*** DATA EXTRACT ***

//! Handler contracts
//!
//! The message handler body is supplied by the application; this module
//! only defines the boundary it is invoked across.

use std::future::Future;
use std::pin::Pin;
use std::sync::Arc;

use crate::types::Message;

/// A boxed, `Send` future, used for handler return types
pub type BoxFuture<'a, T> = Pin<Box<dyn Future<Output = T> + Send + 'a>>;

/// The error type returned by a failed [`MessageHandler`] invocation
pub type HandlerError = Box<dyn std::error::Error + Send + Sync + 'static>;

/// A user-supplied callback invoked for every message delivered to a subscription
///
/// Returning `Err` signals handler failure: the message is requeued and the
/// subscription transitions into backoff.
pub trait MessageHandler: Send + Sync + 'static {
    /// Handle one delivered message
    fn handle(&self, message: Message) -> BoxFuture<'_, Result<(), HandlerError>>;
}

impl<F, Fut> MessageHandler for F
where
    F: Fn(Message) -> Fut + Send + Sync + 'static,
    Fut: Future<Output = Result<(), HandlerError>> + Send + 'static,
{
    fn handle(&self, message: Message) -> BoxFuture<'_, Result<(), HandlerError>> {
        Box::pin(self(message))
    }
}

/// Invoked at most once per message id that exceeds the configured
/// `max_attempts`
pub trait FailedMessageHandler: Send + Sync + 'static {
    /// Called with a message that will receive no further redelivery attempts
    fn failed(&self, message: Message) -> BoxFuture<'_, ()>;
}

impl<F, Fut> FailedMessageHandler for F
where
    F: Fn(Message) -> Fut + Send + Sync + 'static,
    Fut: Future<Output = ()> + Send + 'static,
{
    fn failed(&self, message: Message) -> BoxFuture<'_, ()> {
        Box::pin(self(message))
    }
}

pub(crate) type SharedHandler = Arc<dyn MessageHandler>;
pub(crate) type SharedFailedHandler = Arc<dyn FailedMessageHandler>;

***

» **TASK REQUIREMENTS**: Across the records, count the lines holding the string "HandlerError". Give the number and stop.

» **SOLUTION TO THE PROBLEM**: 4